Thursday, October 2, 2014

Kath McNiff is a Technical Communicator at QSR. You can contact Kath on @KMcNiff. This post was originally published on the NVivo blog. You can read more by Kath and other NVivo bloggers by visiting http://blog.qsrinternational.com/

Somewhere on your computer there are articles to review and interviews to analyze. You also have survey results, a few videos and some social media conversations to contend with.

Where to begin?

Well, here’s one approach: Push a few buttons and bring everything into NVivo. Then dive head-first into your material and code the emerging themes. Become strangely addicted to coding and get caught up in a drag and drop frenzy. Then come up for air – only to be faced with 2000 random nodes and a supervisor/client demanding to know what it all means.

Or, you could do what successful NVivo users have been doing for the past six years – take a sip of your coffee and open Qualitative Data Analysis with NVivo.

This well-thumbed classic (published by SAGE) has been revised and updated by Pat Bazeley and co-author Kristi Jackson.

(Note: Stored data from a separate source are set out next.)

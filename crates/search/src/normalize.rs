//! Comparable phonetic keys and edit distance.
//!
//! Han characters become tone-free pinyin, everything else is lower-cased,
//! whitespace is dropped. Two strings that sound alike ("南门" / "nan men")
//! share a comparable form.

use pinyin::ToPinyin;

/// Default similarity cut for [`approximately_equal`].
pub const DEFAULT_SIMILARITY_THRESHOLD: f64 = 0.7;

/// Romanize `text` into its comparable form. Total: `""` maps to `""`.
pub fn to_comparable_form(text: &str) -> String {
    let mut out = String::with_capacity(text.len());
    for c in text.chars() {
        if c.is_whitespace() { continue; }
        match c.to_pinyin() {
            Some(py) => out.extend(py.plain().chars().map(fold_umlaut)),
            None => out.extend(c.to_lowercase().map(fold_umlaut)),
        }
    }
    out
}

/// `ü` is typed as `v` on pinyin keyboards; `lü` and `lv` share a key.
pub(crate) fn fold_umlaut(c: char) -> char {
    if c == 'ü' { 'v' } else { c }
}

/// Homophone / near-spelling equality with the default threshold.
pub fn approximately_equal(a: &str, b: &str) -> bool {
    approximately_equal_with(a, b, DEFAULT_SIMILARITY_THRESHOLD)
}

/// `true` when the comparable forms are equal, nest, or are more than `threshold` similar.
pub fn approximately_equal_with(a: &str, b: &str, threshold: f64) -> bool {
    let ca = to_comparable_form(a);
    let cb = to_comparable_form(b);
    if ca.is_empty() && cb.is_empty() {
        return true;
    }
    if ca == cb || ca.contains(&cb) || cb.contains(&ca) {
        return true;
    }
    let max_len = ca.chars().count().max(cb.chars().count());
    let distance = edit_distance(&ca, &cb);
    let similarity = 1.0 - distance as f64 / max_len as f64;
    similarity > threshold
}

/// Levenshtein distance over Unicode scalar values, unit costs. No case folding.
pub fn edit_distance(a: &str, b: &str) -> usize {
    let a: Vec<char> = a.chars().collect();
    let b: Vec<char> = b.chars().collect();
    if a.is_empty() { return b.len(); }
    if b.is_empty() { return a.len(); }

    // dp[i][j] = distance between a[..i] and b[..j]
    let mut dp = vec![vec![0usize; b.len() + 1]; a.len() + 1];
    for (i, row) in dp.iter_mut().enumerate() { row[0] = i; }
    for j in 0..=b.len() { dp[0][j] = j; }
    for i in 1..=a.len() {
        for j in 1..=b.len() {
            let cost = if a[i - 1] == b[j - 1] { 0 } else { 1 };
            dp[i][j] = (dp[i - 1][j] + 1)
                .min(dp[i][j - 1] + 1)
                .min(dp[i - 1][j - 1] + cost);
        }
    }
    dp[a.len()][b.len()]
}
use std::collections::HashMap;
use std::sync::Mutex;

use anyhow::{anyhow, Context, Result};
use metrics::histogram;
use rusqlite::OptionalExtension;

/// String key/value storage. The durable analogue of a browser's local storage.
pub trait KvStorage: Send + Sync {
    fn get(&self, key: &str) -> Result<Option<String>>;
    fn set(&self, key: &str, value: &str) -> Result<()>;
    fn remove(&self, key: &str) -> Result<()>;
}

/// SQLite-backed storage. Simple, synchronous; a handful of keys.
pub struct SqliteStorage {
    db: Mutex<rusqlite::Connection>,
}

impl SqliteStorage {
    pub fn open(path: &str) -> Result<Self> {
        let started = std::time::Instant::now();
        let db = rusqlite::Connection::open(path).with_context(|| format!("opening sqlite db at {}", path))?;
        db.pragma_update(None, "journal_mode", "WAL").ok();
        db.pragma_update(None, "synchronous", "NORMAL").ok();
        db.execute(
            "CREATE TABLE IF NOT EXISTS kv (
                key        TEXT PRIMARY KEY,
                value      TEXT NOT NULL,
                updated_at INTEGER NOT NULL
            )",
            [],
        )
        .context("creating kv table")?;
        let me = Self { db: Mutex::new(db) };
        histogram!("persist_open_ms", started.elapsed().as_secs_f64() * 1000.0);
        Ok(me)
    }

    fn conn(&self) -> Result<std::sync::MutexGuard<'_, rusqlite::Connection>> {
        self.db.lock().map_err(|_| anyhow!("sqlite connection mutex poisoned"))
    }
}

impl KvStorage for SqliteStorage {
    fn get(&self, key: &str) -> Result<Option<String>> {
        let db = self.conn()?;
        let value: Option<String> = db
            .query_row("SELECT value FROM kv WHERE key = ?1", [key], |row| row.get(0))
            .optional()
            .with_context(|| format!("reading key {}", key))?;
        Ok(value)
    }

    fn set(&self, key: &str, value: &str) -> Result<()> {
        let started = std::time::Instant::now();
        let db = self.conn()?;
        db.execute(
            "INSERT INTO kv(key, value, updated_at) VALUES (?1, ?2, ?3)
             ON CONFLICT(key) DO UPDATE SET value = excluded.value, updated_at = excluded.updated_at",
            (key, value, crate::now_ts()),
        )
        .with_context(|| format!("writing key {}", key))?;
        histogram!("persist_put_ms", started.elapsed().as_secs_f64() * 1000.0);
        Ok(())
    }

    fn remove(&self, key: &str) -> Result<()> {
        let db = self.conn()?;
        db.execute("DELETE FROM kv WHERE key = ?1", [key])?;
        Ok(())
    }
}

/// In-memory storage with an optional byte quota (sum of key + value lengths).
#[derive(Default)]
pub struct MemoryStorage {
    map: Mutex<HashMap<String, String>>,
    quota_bytes: Option<usize>,
}

impl MemoryStorage {
    pub fn new() -> Self { Self::default() }

    pub fn with_quota(quota_bytes: usize) -> Self {
        Self { map: Mutex::new(HashMap::new()), quota_bytes: Some(quota_bytes) }
    }

    pub fn len(&self) -> usize { self.map.lock().map(|m| m.len()).unwrap_or(0) }

    pub fn is_empty(&self) -> bool { self.len() == 0 }
}

impl KvStorage for MemoryStorage {
    fn get(&self, key: &str) -> Result<Option<String>> {
        let map = self.map.lock().map_err(|_| anyhow!("memory storage poisoned"))?;
        Ok(map.get(key).cloned())
    }

    fn set(&self, key: &str, value: &str) -> Result<()> {
        let mut map = self.map.lock().map_err(|_| anyhow!("memory storage poisoned"))?;
        if let Some(quota) = self.quota_bytes {
            let others: usize = map.iter().filter(|(k, _)| k.as_str() != key).map(|(k, v)| k.len() + v.len()).sum();
            let needed = others + key.len() + value.len();
            if needed > quota {
                return Err(anyhow!("storage quota exceeded: need {} bytes, quota {}", needed, quota));
            }
        }
        map.insert(key.to_string(), value.to_string());
        Ok(())
    }

    fn remove(&self, key: &str) -> Result<()> {
        let mut map = self.map.lock().map_err(|_| anyhow!("memory storage poisoned"))?;
        map.remove(key);
        Ok(())
    }
}

pub fn default_db_path() -> String {
    if let Some(home) = std::env::var_os("HOME") {
        let mut p = std::path::PathBuf::from(home);
        p.push(".canteen");
        let _ = std::fs::create_dir_all(&p);
        p.push("canteen.db");
        return p.to_string_lossy().to_string();
    }
    // Fallback to current directory
    "canteen.db".to_string()
}

#[cfg(test)]
mod tests {
    use super::*;

    fn temp_db() -> String {
        let dir = std::env::temp_dir();
        let f = format!("canteen-test-{}.db", std::time::SystemTime::now().duration_since(std::time::UNIX_EPOCH).unwrap().as_nanos());
        dir.join(f).to_string_lossy().to_string()
    }

    #[test]
    fn sqlite_set_get_overwrite_remove() {
        let path = temp_db();
        let s = SqliteStorage::open(&path).unwrap();
        assert_eq!(s.get("k").unwrap(), None);
        s.set("k", "v1").unwrap();
        s.set("k", "v2").unwrap();
        assert_eq!(s.get("k").unwrap().as_deref(), Some("v2"));
        s.remove("k").unwrap();
        assert_eq!(s.get("k").unwrap(), None);
        let _ = std::fs::remove_file(&path);
    }

    #[test]
    fn sqlite_survives_reopen() {
        let path = temp_db();
        {
            let s = SqliteStorage::open(&path).unwrap();
            s.set("canteen:x", "hello").unwrap();
        }
        let s = SqliteStorage::open(&path).unwrap();
        assert_eq!(s.get("canteen:x").unwrap().as_deref(), Some("hello"));
        let _ = std::fs::remove_file(&path);
    }

    #[test]
    fn memory_quota_rejects_oversized_writes() {
        let s = MemoryStorage::with_quota(10);
        s.set("a", "1234").unwrap();
        assert!(s.set("b", "123456789").is_err());
        // overwriting an existing key only counts the new value
        s.set("a", "12345678").unwrap();
        assert_eq!(s.len(), 1);
    }
}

Here are 7 reasons why you should read it:

1. Pat and Kristi guide you through the research process and show you how NVivo can help at each stage. This means you learn to use NVivo and, at the same time, get an expert perspective on ‘doing qual’.
2. No matter what kind of source material you’re working with (text, audio, video, survey datasets or web pages)—this updated edition gives you sensible, actionable techniques for managing and analyzing the data.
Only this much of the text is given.